**HOW TO COMPLETE THIS TASK:**
Read through the lines below for the string "clone" and copy each one that has it.

Collected data entries
*** Block opens ***

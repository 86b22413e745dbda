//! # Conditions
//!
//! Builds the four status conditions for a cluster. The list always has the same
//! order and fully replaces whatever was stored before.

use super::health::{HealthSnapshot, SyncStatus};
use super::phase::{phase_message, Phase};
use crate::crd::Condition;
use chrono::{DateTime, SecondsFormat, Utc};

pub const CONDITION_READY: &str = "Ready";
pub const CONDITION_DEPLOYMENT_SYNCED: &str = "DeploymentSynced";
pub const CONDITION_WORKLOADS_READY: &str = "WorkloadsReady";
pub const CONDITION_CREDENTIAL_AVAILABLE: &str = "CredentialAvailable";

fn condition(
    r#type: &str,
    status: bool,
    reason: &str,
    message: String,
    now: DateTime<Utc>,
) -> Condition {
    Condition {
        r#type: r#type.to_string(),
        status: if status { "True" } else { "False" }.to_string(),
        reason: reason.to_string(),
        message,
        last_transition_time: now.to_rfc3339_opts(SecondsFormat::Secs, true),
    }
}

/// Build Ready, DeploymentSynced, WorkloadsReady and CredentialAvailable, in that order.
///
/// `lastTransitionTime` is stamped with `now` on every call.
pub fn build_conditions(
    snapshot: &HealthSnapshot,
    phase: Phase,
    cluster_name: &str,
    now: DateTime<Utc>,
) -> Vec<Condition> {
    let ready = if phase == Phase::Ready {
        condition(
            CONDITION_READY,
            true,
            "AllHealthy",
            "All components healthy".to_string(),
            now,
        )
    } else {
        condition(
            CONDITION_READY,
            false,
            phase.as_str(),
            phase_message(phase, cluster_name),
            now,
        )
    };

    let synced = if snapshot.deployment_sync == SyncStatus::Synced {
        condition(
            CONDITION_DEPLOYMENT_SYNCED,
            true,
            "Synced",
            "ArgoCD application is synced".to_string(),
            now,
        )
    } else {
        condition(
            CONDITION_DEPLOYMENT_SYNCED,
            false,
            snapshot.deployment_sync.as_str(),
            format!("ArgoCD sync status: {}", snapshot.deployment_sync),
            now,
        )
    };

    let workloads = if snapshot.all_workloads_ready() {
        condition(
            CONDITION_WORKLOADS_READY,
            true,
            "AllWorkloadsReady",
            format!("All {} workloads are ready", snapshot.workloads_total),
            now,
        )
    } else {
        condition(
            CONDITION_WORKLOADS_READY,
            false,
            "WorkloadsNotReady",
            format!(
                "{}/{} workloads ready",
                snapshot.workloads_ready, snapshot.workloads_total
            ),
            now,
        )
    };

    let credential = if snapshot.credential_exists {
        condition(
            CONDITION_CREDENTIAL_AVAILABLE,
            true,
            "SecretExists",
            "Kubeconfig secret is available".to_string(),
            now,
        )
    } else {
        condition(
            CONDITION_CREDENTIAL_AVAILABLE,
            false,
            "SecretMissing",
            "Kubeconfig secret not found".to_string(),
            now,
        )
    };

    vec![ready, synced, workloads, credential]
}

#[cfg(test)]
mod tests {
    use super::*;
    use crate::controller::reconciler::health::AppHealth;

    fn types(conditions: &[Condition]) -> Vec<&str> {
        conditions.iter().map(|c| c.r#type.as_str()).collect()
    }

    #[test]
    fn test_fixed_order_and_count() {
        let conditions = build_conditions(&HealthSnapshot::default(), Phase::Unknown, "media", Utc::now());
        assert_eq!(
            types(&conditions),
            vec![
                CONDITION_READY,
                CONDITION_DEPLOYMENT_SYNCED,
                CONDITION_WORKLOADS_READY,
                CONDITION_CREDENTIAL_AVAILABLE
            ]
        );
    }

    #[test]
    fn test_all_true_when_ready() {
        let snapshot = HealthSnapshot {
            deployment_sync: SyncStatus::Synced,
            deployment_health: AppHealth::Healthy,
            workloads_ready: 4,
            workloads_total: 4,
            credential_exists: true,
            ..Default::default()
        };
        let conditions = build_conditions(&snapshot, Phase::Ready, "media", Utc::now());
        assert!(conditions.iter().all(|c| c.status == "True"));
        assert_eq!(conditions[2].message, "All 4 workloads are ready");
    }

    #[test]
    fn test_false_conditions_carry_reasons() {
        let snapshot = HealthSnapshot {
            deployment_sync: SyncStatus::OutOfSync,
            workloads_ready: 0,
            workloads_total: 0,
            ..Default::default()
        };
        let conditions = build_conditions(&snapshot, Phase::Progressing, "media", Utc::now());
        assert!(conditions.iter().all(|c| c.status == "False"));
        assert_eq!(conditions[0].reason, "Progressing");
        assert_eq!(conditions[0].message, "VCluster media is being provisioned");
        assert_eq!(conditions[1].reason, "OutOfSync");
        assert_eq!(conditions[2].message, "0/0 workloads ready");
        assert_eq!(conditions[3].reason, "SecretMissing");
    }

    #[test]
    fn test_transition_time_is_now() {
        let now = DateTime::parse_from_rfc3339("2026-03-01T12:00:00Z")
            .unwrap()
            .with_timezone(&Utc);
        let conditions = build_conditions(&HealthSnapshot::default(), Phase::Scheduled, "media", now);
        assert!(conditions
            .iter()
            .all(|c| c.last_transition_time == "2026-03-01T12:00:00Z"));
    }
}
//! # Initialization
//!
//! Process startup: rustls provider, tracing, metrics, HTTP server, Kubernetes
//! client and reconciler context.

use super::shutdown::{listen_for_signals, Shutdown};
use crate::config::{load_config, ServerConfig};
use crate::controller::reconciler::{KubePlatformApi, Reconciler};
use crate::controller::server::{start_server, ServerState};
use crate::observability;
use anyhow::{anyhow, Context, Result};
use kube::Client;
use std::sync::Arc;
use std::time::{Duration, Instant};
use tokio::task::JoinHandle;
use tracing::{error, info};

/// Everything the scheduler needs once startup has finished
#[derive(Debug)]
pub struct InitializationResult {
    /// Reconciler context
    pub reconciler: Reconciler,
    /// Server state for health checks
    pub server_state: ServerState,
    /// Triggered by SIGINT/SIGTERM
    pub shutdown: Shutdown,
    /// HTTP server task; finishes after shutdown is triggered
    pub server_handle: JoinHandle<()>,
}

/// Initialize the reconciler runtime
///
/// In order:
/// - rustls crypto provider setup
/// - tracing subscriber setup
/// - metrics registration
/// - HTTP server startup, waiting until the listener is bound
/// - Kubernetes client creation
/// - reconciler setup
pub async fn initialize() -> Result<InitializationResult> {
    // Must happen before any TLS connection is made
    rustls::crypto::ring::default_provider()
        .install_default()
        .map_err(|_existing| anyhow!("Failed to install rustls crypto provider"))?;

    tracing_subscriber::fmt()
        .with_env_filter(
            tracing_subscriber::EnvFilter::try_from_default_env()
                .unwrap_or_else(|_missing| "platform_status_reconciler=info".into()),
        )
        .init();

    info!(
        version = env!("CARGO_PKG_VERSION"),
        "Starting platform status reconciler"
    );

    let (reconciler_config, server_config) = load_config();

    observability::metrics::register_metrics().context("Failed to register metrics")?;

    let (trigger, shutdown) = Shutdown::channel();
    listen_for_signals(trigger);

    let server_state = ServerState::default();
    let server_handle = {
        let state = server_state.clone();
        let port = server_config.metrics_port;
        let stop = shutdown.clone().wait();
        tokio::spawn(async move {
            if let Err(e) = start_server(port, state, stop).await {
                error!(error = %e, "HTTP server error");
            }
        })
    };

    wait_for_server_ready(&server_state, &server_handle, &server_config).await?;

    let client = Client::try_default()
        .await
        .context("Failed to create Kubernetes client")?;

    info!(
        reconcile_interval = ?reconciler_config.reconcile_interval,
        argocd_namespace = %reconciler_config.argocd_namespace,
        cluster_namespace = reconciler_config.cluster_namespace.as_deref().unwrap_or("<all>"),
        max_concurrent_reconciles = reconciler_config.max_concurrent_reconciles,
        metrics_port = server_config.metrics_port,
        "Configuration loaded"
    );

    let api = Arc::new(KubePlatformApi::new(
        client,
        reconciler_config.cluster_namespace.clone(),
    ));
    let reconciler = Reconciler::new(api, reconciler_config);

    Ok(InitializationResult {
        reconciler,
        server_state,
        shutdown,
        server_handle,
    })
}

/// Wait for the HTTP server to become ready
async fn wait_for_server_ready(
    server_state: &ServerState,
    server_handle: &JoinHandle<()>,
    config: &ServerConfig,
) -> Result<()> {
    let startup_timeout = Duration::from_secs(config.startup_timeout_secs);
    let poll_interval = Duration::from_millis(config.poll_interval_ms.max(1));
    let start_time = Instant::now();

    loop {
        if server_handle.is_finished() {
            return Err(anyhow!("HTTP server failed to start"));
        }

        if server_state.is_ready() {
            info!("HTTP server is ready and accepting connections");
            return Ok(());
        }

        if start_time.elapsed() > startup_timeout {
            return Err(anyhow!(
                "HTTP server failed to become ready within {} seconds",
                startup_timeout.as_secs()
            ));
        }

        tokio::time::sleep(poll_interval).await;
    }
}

*** Block closes ***

**SOLUTION TO THE EXERCISE:**
        let state = server_state.clone();
        let stop = shutdown.clone().wait();
        reconciler_config.cluster_namespace.clone(),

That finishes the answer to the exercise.